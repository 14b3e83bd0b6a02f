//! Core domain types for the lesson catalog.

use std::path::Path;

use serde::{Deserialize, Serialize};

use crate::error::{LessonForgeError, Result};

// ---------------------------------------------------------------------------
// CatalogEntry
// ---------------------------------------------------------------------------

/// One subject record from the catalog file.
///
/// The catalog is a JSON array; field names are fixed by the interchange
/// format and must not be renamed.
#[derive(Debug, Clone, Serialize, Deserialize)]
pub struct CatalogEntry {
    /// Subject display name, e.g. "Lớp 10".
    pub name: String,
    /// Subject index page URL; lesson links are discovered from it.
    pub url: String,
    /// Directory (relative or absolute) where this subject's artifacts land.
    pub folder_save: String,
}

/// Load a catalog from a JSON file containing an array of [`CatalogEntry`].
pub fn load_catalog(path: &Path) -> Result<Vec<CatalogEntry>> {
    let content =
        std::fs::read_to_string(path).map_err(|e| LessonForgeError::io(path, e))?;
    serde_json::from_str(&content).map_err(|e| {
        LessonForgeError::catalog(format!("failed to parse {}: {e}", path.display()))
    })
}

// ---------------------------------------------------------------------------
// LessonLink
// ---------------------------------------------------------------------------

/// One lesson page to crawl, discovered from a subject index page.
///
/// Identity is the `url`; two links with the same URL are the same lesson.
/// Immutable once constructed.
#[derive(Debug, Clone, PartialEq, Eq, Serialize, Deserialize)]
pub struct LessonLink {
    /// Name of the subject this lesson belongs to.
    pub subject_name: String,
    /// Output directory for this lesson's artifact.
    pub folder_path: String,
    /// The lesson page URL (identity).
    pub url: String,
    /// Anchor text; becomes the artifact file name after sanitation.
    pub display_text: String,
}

__________________________________________________

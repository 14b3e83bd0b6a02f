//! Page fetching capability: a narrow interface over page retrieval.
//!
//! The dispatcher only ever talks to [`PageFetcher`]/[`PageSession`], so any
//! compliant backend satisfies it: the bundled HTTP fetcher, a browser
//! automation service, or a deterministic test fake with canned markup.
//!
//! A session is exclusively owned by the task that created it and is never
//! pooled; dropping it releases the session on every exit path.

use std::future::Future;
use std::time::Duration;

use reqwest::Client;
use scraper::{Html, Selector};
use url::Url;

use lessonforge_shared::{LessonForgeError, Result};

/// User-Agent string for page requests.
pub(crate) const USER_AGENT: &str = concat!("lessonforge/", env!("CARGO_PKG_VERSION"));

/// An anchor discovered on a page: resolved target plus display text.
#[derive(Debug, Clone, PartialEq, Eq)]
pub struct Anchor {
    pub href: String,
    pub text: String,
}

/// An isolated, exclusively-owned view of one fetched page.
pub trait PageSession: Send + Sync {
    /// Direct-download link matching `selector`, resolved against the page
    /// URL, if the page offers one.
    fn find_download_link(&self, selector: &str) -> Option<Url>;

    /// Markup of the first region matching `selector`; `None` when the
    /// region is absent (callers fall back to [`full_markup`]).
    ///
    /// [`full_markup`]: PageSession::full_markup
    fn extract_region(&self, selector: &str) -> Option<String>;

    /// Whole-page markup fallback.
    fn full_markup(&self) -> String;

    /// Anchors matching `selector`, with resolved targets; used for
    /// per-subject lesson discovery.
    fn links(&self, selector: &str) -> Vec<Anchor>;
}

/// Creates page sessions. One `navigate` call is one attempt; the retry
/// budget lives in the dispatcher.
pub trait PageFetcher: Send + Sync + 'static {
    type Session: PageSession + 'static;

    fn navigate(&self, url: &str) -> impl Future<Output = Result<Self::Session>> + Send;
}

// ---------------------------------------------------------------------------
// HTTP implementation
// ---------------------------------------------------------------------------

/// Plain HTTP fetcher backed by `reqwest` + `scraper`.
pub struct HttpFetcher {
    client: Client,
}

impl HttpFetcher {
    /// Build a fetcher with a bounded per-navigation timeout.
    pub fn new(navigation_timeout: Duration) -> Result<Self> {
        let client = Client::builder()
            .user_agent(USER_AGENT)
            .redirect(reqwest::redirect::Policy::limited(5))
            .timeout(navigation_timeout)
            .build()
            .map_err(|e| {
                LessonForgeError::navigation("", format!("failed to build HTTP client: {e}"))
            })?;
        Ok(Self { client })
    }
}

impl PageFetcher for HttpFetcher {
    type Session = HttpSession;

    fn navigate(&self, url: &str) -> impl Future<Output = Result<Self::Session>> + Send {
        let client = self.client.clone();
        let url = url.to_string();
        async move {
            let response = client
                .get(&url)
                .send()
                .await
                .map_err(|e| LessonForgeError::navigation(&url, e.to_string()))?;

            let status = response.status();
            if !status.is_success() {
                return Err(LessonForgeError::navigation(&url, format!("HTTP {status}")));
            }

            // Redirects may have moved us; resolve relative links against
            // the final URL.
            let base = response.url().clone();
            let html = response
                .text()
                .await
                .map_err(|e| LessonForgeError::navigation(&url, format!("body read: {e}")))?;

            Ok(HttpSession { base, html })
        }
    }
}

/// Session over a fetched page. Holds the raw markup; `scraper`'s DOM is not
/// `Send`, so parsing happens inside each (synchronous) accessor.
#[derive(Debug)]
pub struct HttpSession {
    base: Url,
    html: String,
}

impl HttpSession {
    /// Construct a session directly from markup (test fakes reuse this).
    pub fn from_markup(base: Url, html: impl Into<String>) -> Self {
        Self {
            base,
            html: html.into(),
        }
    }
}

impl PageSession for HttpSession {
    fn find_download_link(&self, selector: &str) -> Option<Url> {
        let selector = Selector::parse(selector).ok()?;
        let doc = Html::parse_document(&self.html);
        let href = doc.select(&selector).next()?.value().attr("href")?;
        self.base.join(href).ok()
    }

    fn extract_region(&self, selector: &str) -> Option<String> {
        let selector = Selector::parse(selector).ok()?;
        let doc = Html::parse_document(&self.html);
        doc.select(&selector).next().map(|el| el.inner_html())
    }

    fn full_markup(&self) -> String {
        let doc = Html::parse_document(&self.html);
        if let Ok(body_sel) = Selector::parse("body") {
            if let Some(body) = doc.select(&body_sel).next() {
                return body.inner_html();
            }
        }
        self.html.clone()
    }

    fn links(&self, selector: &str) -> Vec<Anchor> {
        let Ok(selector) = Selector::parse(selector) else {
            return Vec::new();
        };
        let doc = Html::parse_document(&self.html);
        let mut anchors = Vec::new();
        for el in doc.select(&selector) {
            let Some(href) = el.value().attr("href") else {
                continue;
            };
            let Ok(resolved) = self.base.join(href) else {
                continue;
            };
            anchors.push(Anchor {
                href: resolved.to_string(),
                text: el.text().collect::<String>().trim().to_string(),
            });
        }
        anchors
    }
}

__________________________________________________

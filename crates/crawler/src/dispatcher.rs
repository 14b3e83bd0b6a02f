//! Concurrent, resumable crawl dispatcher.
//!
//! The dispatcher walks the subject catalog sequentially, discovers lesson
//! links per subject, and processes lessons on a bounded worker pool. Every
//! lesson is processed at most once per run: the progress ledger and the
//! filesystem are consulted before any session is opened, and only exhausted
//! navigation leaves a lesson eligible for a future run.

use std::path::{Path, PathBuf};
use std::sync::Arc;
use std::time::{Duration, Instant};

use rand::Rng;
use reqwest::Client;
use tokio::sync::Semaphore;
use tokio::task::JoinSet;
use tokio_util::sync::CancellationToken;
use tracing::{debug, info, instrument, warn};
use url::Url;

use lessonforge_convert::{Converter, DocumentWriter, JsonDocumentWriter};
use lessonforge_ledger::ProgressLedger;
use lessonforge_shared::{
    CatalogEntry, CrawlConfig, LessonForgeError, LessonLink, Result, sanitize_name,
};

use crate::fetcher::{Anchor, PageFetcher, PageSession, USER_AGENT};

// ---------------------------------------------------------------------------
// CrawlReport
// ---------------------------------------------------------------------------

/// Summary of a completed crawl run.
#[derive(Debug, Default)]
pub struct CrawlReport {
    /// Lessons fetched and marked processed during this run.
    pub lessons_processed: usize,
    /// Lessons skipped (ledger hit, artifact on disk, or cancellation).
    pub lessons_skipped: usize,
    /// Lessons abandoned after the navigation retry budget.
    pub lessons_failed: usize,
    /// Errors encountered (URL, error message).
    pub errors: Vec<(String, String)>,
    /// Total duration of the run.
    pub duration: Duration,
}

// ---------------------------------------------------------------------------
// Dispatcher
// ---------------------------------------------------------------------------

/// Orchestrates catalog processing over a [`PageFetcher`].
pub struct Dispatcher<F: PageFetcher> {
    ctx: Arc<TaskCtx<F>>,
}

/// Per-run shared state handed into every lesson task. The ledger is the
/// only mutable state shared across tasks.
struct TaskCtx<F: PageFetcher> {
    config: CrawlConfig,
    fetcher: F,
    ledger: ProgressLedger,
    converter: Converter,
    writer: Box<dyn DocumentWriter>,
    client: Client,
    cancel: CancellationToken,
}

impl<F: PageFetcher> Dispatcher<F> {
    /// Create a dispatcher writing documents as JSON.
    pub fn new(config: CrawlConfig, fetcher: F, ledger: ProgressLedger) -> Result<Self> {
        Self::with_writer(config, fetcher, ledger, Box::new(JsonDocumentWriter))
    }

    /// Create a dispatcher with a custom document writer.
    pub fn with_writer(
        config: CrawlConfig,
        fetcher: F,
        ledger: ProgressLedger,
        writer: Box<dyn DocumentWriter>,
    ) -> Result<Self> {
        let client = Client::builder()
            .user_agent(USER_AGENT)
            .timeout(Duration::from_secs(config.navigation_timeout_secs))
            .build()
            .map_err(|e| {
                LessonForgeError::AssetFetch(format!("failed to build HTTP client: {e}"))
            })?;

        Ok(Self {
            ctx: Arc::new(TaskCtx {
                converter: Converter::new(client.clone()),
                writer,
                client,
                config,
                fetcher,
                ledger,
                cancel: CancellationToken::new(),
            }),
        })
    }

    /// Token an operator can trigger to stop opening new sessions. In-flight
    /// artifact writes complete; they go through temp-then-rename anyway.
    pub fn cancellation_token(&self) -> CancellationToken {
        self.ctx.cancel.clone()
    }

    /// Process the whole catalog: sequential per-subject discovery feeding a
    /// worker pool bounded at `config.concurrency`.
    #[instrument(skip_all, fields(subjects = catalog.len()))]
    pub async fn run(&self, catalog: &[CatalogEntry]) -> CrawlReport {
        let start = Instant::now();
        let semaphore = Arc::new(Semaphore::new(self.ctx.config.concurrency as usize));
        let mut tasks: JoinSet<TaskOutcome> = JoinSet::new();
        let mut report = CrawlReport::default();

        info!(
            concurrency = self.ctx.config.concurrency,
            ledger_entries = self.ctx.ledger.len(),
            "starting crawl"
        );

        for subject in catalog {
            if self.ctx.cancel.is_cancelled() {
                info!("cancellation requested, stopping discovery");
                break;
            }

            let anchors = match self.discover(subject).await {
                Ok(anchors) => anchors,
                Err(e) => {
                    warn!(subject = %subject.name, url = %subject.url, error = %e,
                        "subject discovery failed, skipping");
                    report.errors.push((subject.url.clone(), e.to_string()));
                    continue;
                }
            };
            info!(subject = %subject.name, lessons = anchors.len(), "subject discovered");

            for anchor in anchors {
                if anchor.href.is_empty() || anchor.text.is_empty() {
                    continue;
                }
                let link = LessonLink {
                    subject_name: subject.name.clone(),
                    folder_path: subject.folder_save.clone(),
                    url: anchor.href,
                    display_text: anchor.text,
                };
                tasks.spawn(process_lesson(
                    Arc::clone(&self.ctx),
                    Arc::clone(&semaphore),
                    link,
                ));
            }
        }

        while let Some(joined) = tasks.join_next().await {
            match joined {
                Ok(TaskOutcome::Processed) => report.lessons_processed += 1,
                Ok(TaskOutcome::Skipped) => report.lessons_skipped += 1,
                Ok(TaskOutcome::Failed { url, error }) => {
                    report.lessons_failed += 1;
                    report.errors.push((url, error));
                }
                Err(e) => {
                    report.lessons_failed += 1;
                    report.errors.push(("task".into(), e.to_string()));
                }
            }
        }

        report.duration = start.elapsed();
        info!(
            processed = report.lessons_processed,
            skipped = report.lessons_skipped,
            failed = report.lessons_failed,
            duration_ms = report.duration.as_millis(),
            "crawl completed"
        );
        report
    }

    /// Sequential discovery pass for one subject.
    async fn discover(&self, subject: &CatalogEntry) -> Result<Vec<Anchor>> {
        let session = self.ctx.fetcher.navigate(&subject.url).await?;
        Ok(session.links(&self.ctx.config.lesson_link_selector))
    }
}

__________________________________________________

▸ **PROBLEM STATEMENT**: Within the data, count the lines that hold the word "response". Answer with the figure and nothing more.

▸ **ANSWER SPACE**: 4